De nombreux lecteurs internautes se sont exprimés sur les derniers articles (du 5 et 10 août) consacrés au CET de LASSAC, en particulier sur la suppression par le CG de l’Aude des subventions prévues à la commune de LASTOURS (puisqu’elle s’était opposé à ce CET) pour la création du musée de la mine et de la métallurgie .
Comme à notre habitude, nous ne publions pas les commentaires des particuliers sans leur autorisation express afin de préserver leur anonyma sur ces sujets locaux sensibles.

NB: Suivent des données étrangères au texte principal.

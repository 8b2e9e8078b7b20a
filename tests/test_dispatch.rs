//! 分发、级别过滤和终端分段输出的集成测试

use chrono::{Local, TimeZone};
use framelog::log::appender::{partition_path, MemoryAppender, MAX_LEN};
use framelog::log::formatter::{BOTTOM_BORDER, LEFT_BORDER, TOP_BORDER};
use framelog::log::{CallerContext, LogKind, LogLevel, LogRecord, LogSettings, Logger, LoggerConfig};
use std::fs;
use std::sync::Arc;
use tempfile::TempDir;

// ============================================================================
// 辅助函数
// ============================================================================

fn create_logger(settings: LogSettings) -> (Logger, Arc<MemoryAppender>) {
    let memory = Arc::new(MemoryAppender::new());
    let config = LoggerConfig {
        settings,
        ..Default::default()
    };
    (Logger::with_appender(config, memory.clone()), memory)
}

const LEVELS: [LogLevel; 6] = [
    LogLevel::Verbose,
    LogLevel::Debug,
    LogLevel::Info,
    LogLevel::Warn,
    LogLevel::Error,
    LogLevel::Assert,
];

// ============================================================================
// 测试用例
// ============================================================================

#[test]
fn test_threshold_matrix() {
    let time = Local.with_ymd_and_hms(2024, 4, 1, 10, 0, 0).unwrap();

    for threshold in LEVELS {
        for level in LEVELS {
            let temp_dir = TempDir::new().unwrap();
            let (logger, memory) = create_logger(LogSettings {
                level: threshold,
                show_border: false,
                file_enabled: true,
                dir: Some(temp_dir.path().to_path_buf()),
                ..Default::default()
            });

            logger.log(LogRecord::new(level).with_value("x").with_timestamp(time));
            logger.flush().unwrap();

            let files: Vec<_> = fs::read_dir(temp_dir.path())
                .unwrap()
                .map(|e| e.unwrap().path())
                .collect();
            if level < threshold {
                assert!(memory.is_empty(), "level {} threshold {}", level, threshold);
                assert!(files.is_empty(), "level {} threshold {}", level, threshold);
            } else {
                assert_eq!(memory.len(), 1, "level {} threshold {}", level, threshold);
                assert_eq!(files, vec![partition_path(temp_dir.path(), &time)]);
                let content = fs::read_to_string(&files[0]).unwrap();
                assert_eq!(content.matches("\n\n").count(), 1);
                assert!(content.ends_with("x\n\n"));
            }
        }
    }
}

#[test]
fn test_disabled_emits_nothing() {
    let (logger, memory) = create_logger(LogSettings {
        enabled: false,
        ..Default::default()
    });

    for level in LEVELS {
        logger.log(LogRecord::new(level).with_value("x"));
    }
    logger.log(LogRecord::new(LogKind::Json).with_value("{}"));
    logger.log(LogRecord::new(LogKind::Xml).with_value("<a/>"));

    assert!(memory.is_empty());
}

#[test]
fn test_plain_message_is_single_write() {
    let (logger, memory) = create_logger(LogSettings {
        show_head: false,
        show_border: false,
        ..Default::default()
    });

    logger.log(LogRecord::new(LogLevel::Info).with_tag("T").with_value("hello"));

    let messages = memory.messages();
    assert_eq!(messages.len(), 1);
    assert_eq!(messages[0].tag, "T");
    assert_eq!(messages[0].msg, "hello");
}

#[test]
fn test_pinned_tag_without_head_or_border() {
    let (logger, memory) = create_logger(LogSettings {
        show_head: false,
        show_border: false,
        global_tag: Some("T".to_string()),
        ..Default::default()
    });

    logger.log(
        LogRecord::new(LogLevel::Info)
            .with_caller(CallerContext::new("app::Main::run", "src/main.rs", 1))
            .with_value("hello"),
    );

    let messages = memory.messages();
    assert_eq!(messages.len(), 1);
    assert_eq!(messages[0].level, LogLevel::Info);
    assert_eq!(messages[0].tag, "T");
    assert_eq!(messages[0].msg, "hello");
}

#[test]
fn test_single_value_and_null_body() {
    let (logger, memory) = create_logger(LogSettings {
        show_head: false,
        show_border: false,
        ..Default::default()
    });

    logger.log(LogRecord::new(LogLevel::Info).with_value(42u8));
    logger.log(LogRecord::new(LogLevel::Info).with_value(None::<&str>));
    logger.log(LogRecord::new(LogLevel::Info).with_value(1.5).with_value(None::<i64>));

    let bodies: Vec<String> = memory.messages().into_iter().map(|m| m.msg).collect();
    assert_eq!(bodies, vec!["42", "null", "args[0] = 1.5\nargs[1] = null"]);
}

#[test]
fn test_long_message_chunks_reassemble() {
    let (logger, memory) = create_logger(LogSettings {
        show_head: false,
        ..Default::default()
    });
    let body: String = (0..3 * MAX_LEN + 123)
        .map(|i| char::from(b'a' + (i % 26) as u8))
        .collect();

    logger.log(LogRecord::new(LogLevel::Error).with_value(body.clone()));

    let messages = memory.messages();
    let framed = format!("{}{}\n", LEFT_BORDER, body);
    let expected_chunks = (framed.chars().count() + MAX_LEN - 1) / MAX_LEN;
    assert_eq!(messages.len(), expected_chunks + 2);
    assert_eq!(messages.first().unwrap().msg, TOP_BORDER);
    assert_eq!(messages.last().unwrap().msg, BOTTOM_BORDER);

    let chunks = &messages[1..messages.len() - 1];
    let mut rebuilt = String::new();
    for (i, chunk) in chunks.iter().enumerate() {
        if i == 0 {
            rebuilt.push_str(&chunk.msg);
        } else {
            assert!(chunk.msg.starts_with(LEFT_BORDER));
            rebuilt.push_str(&chunk.msg[LEFT_BORDER.len()..]);
        }
    }
    assert_eq!(rebuilt, framed);
}

#[test]
fn test_exactly_max_len_is_not_chunked() {
    let (logger, memory) = create_logger(LogSettings {
        show_head: false,
        show_border: false,
        ..Default::default()
    });

    logger.log(LogRecord::new(LogLevel::Info).with_value("x".repeat(MAX_LEN)));
    assert_eq!(memory.len(), 1);

    memory.clear();
    logger.log(LogRecord::new(LogLevel::Info).with_value("x".repeat(MAX_LEN + 1)));
    assert_eq!(memory.len(), 2);
}

#[test]
fn test_head_uses_caller_and_thread() {
    let (logger, memory) = create_logger(LogSettings {
        show_border: false,
        ..Default::default()
    });

    let handle = std::thread::Builder::new()
        .name("io-thread".to_string())
        .spawn(move || {
            logger.log(
                LogRecord::new(LogLevel::Info)
                    .with_caller(CallerContext::new(
                        "app::net::Client::connect",
                        "src/net/client.rs",
                        88,
                    ))
                    .with_value("connected"),
            );
        })
        .unwrap();
    handle.join().unwrap();

    let messages = memory.messages();
    assert_eq!(messages[0].tag, "Client");
    assert_eq!(
        messages[0].msg,
        "Thread: io-thread, connect(client.rs:88)\nconnected"
    );
}

#[test]
fn test_json_and_xml_pretty_print() {
    let (logger, memory) = create_logger(LogSettings {
        show_head: false,
        show_border: false,
        level: LogLevel::Assert,
        ..Default::default()
    });

    logger.log(LogRecord::new(LogKind::Json).with_value(r#"{"b":1,"a":[1,2]}"#));
    logger.log(LogRecord::new(LogKind::Json).with_value("not json"));
    logger.log(LogRecord::new(LogKind::Xml).with_value("<a><b>1</b></a>"));

    let messages = memory.messages();
    assert_eq!(messages.len(), 3);
    assert_eq!(
        messages[0].msg,
        "{\n    \"b\": 1,\n    \"a\": [\n        1,\n        2\n    ]\n}"
    );
    assert_eq!(messages[1].msg, "not json");
    assert!(messages[2].msg.starts_with("<?xml version=\"1.0\" encoding=\"UTF-8\"?>\n"));
    assert!(messages[2].msg.contains("    <b>1</b>"));
}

Rappellez vous cet extrait de l’interview accordé à la presse par Emmanuel BRESSON Maire de Belcaire:
il y a beaucoup d’élus qui attendent comme le messie les aides du département et qui se disent : « Si on ne signe pas, que vont-ils faire ? »
Plusieurs internautes nous ont confiés que ces pratiques qui consistent à suprimer une subvention, à menacer de le faire, à faire connaitre aux autres collectivités locales qu’une subvention à été supprimée (pour mauvaise conduite)…dans le contexte actuel ou Pierre Bardiès, vice-président du Sydom (*), invite par courrier les conseils municipaux de l’Aude à voter une motion de soutien au centre d’enfouissement des déchets de Lassac, s’apparenteraient au délit d’extorsion.

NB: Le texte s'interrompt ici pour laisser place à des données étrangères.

//! 调用位置
//!
//! 调用位置由调用点上的 [`caller!`](crate::caller) 宏在编译期捕获：
//! 函数路径、源文件、行号。运行时不遍历调用栈。

/// 捕获当前调用位置
///
/// 函数路径通过在调用点声明一个嵌套函数并读取其 `type_name` 获得。
#[macro_export]
macro_rules! caller {
    () => {
        $crate::log::CallerContext::new(
            {
                fn __framelog_here() {}
                fn __framelog_name_of<T>(_: T) -> &'static str {
                    ::std::any::type_name::<T>()
                }
                let name = __framelog_name_of(__framelog_here);
                name.strip_suffix("::__framelog_here").unwrap_or(name)
            },
            file!(),
            line!(),
        )
    };
}

/// 一次日志调用的源码位置
#[derive(Debug, Clone, Copy, PartialEq, Eq)]
pub struct CallerContext {
    /// 完整函数路径，如 `app::net::Client::connect`
    pub function: &'static str,
    /// 源文件路径（`file!()`）
    pub file: &'static str,
    /// 行号
    pub line: u32,
    /// `function` 只是模块路径，不含方法名
    pub module_only: bool,
}

impl CallerContext {
    pub fn new(function: &'static str, file: &'static str, line: u32) -> Self {
        Self {
            function,
            file,
            line,
            module_only: false,
        }
    }

    /// 只知道模块路径的调用位置，如 `log` 门面转来的记录
    pub fn in_module(module: &'static str, file: &'static str, line: u32) -> Self {
        Self {
            function: module,
            file,
            line,
            module_only: true,
        }
    }

    /// 方法名：最后一个非闭包路径段
    ///
    /// 没有函数路径时取源文件名（不含扩展名），只有模块路径时为空。
    pub fn method_name(&self) -> &str {
        if self.module_only {
            return "";
        }
        let segments = named_segments(self.function);
        segments.last().copied().unwrap_or_else(|| self.file_stem())
    }

    /// 所属名称：方法前一段的简短名
    ///
    /// - `app::net::Client::connect` -> `Client`
    /// - `<app::net::Client as app::Handler>::handle` -> `Client`
    /// - `app::net::connect` -> `net`
    pub fn class_name(&self) -> &str {
        let segments = named_segments(self.function);
        if self.module_only {
            return segments.last().copied().unwrap_or_else(|| self.file_stem());
        }
        match segments.len() {
            0 => self.file_stem(),
            1 => simple_name(segments[0]),
            n => simple_name(segments[n - 2]),
        }
    }

    /// 源文件名（不含目录）
    pub fn file_name(&self) -> &str {
        self.file
            .rsplit(['/', '\\'])
            .next()
            .unwrap_or(self.file)
    }

    fn file_stem(&self) -> &str {
        let name = self.file_name();
        match name.rfind('.') {
            Some(pos) if pos > 0 => &name[..pos],
            _ => name,
        }
    }

    /// 日志头：`Thread: <thread>, <method>(<file>:<line>)`
    ///
    /// 只有模块路径时用完整模块路径代替方法名。
    pub fn head(&self, thread: &str) -> String {
        let location = if self.module_only {
            self.function
        } else {
            self.method_name()
        };
        format!(
            "Thread: {}, {}({}:{})",
            thread,
            location,
            self.file_name(),
            self.line
        )
    }
}

/// 按 `::` 切分路径（忽略尖括号内部），并去掉 `{{closure}}` 一类的匿名段
fn named_segments(path: &str) -> Vec<&str> {
    let mut segments = Vec::new();
    let mut depth = 0usize;
    let mut start = 0usize;
    let bytes = path.as_bytes();
    let mut i = 0usize;

    while i < bytes.len() {
        match bytes[i] {
            b'<' => depth += 1,
            b'>' => depth = depth.saturating_sub(1),
            b':' if depth == 0 && bytes.get(i + 1) == Some(&b':') => {
                segments.push(&path[start..i]);
                i += 2;
                start = i;
                continue;
            }
            _ => {}
        }
        i += 1;
    }
    segments.push(&path[start..]);

    segments
        .into_iter()
        .filter(|s| !s.is_empty() && !s.starts_with("{{"))
        .collect()
}

/// 简化单个路径段
///
/// `<app::Client as app::Handler>` -> `Client`，`Wrapper<i32>` -> `Wrapper`
fn simple_name(segment: &str) -> &str {
    let mut name = segment;

    if let Some(inner) = name.strip_prefix('<') {
        let inner = inner.strip_suffix('>').unwrap_or(inner);
        name = match inner.find(" as ") {
            Some(pos) => &inner[..pos],
            None => inner,
        };
        name = name.trim_start_matches(['&', '*']);
        name = name.strip_prefix("mut ").unwrap_or(name);
        name = name.strip_prefix("dyn ").unwrap_or(name);
    }

    // 去掉泛型参数
    if let Some(pos) = name.find('<') {
        name = &name[..pos];
    }

    name.rsplit("::").next().unwrap_or(name)
}
use std::path::PathBuf;
use thiserror::Error;

/// 日志引擎内部错误
///
/// 只在内部边界上传递，引擎自身总是把它们消化为"上报并继续"，
/// 不会从任何日志入口返回给调用方。
#[derive(Error, Debug)]
pub enum LogError {
    #[error("IO 错误 [{}]: {}", .path.display(), .source)]
    Io {
        path: PathBuf,
        #[source]
        source: std::io::Error,
    },

    #[error("路径不是文件: {}", .path.display())]
    NotAFile { path: PathBuf },

    #[error("写入队列已满: {}", .path.display())]
    QueueFull { path: PathBuf },

    #[error("写入线程不可用")]
    WorkerGone,

    #[error("写入线程启动失败: {0}")]
    WorkerSpawn(#[source] std::io::Error),

    #[error("JSON 解析错误: {0}")]
    Json(#[from] serde_json::Error),

    #[error("XML 解析错误: {0}")]
    Xml(#[from] quick_xml::Error),

    #[error("格式不合法: {0}")]
    Malformed(String),

    #[error("终端输出错误: {0}")]
    Console(#[source] std::io::Error),
}

impl LogError {
    /// 附带路径的 IO 错误
    pub fn io(path: impl Into<PathBuf>, source: std::io::Error) -> Self {
        LogError::Io {
            path: path.into(),
            source,
        }
    }
}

Chaque lecteur sera juge, mais pour vous faire une petite idée, voilà une définition au niveau juridique de l’extorsion:
L’extorsion fait partie des crimes et délits contre les biens. L’extorsion est un délit qui est une forme violente d’appropriation frauduleuse des biens d’autrui.

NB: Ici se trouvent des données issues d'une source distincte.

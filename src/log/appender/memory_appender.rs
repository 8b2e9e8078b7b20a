use crate::log::appender::LogAppender;
use crate::log::error::LogError;
use crate::log::log_record::LogLevel;
use std::sync::{Mutex, PoisonError};

/// 一次输出
#[derive(Debug, Clone, PartialEq, Eq)]
pub struct AppendedMessage {
    pub level: LogLevel,
    pub tag: String,
    pub msg: String,
}

/// 内存输出器
///
/// 按顺序保存每一次输出，便于在测试中检查日志内容。
#[derive(Debug, Default)]
pub struct MemoryAppender {
    messages: Mutex<Vec<AppendedMessage>>,
}

impl MemoryAppender {
    pub fn new() -> Self {
        Self::default()
    }

    /// 已输出内容的副本
    pub fn messages(&self) -> Vec<AppendedMessage> {
        self.messages
            .lock()
            .unwrap_or_else(PoisonError::into_inner)
            .clone()
    }

    pub fn len(&self) -> usize {
        self.messages
            .lock()
            .unwrap_or_else(PoisonError::into_inner)
            .len()
    }

    pub fn is_empty(&self) -> bool {
        self.len() == 0
    }

    pub fn clear(&self) {
        self.messages
            .lock()
            .unwrap_or_else(PoisonError::into_inner)
            .clear();
    }
}

impl LogAppender for MemoryAppender {
    fn append(&self, level: LogLevel, tag: &str, msg: &str) -> Result<(), LogError> {
        self.messages
            .lock()
            .unwrap_or_else(PoisonError::into_inner)
            .push(AppendedMessage {
                level,
                tag: tag.to_string(),
                msg: msg.to_string(),
            });
        Ok(())
    }
}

L’extorsion est définie par l’article 312-1 du Code pénal comme le fait d’obtenir par violence, menace de violences ou contrainte soit une signature, un engagement ou une renonciation, soit la révélation d’un secret, soit la remise de fonds, de valeurs ou d’un bien quelconque.
Les conditions de l’extorsion
le moyen de pression
Le code pénal réprime l’emploi de toute coercition exercée sur la personne et vise la violence, les menaces de violence et la contrainte.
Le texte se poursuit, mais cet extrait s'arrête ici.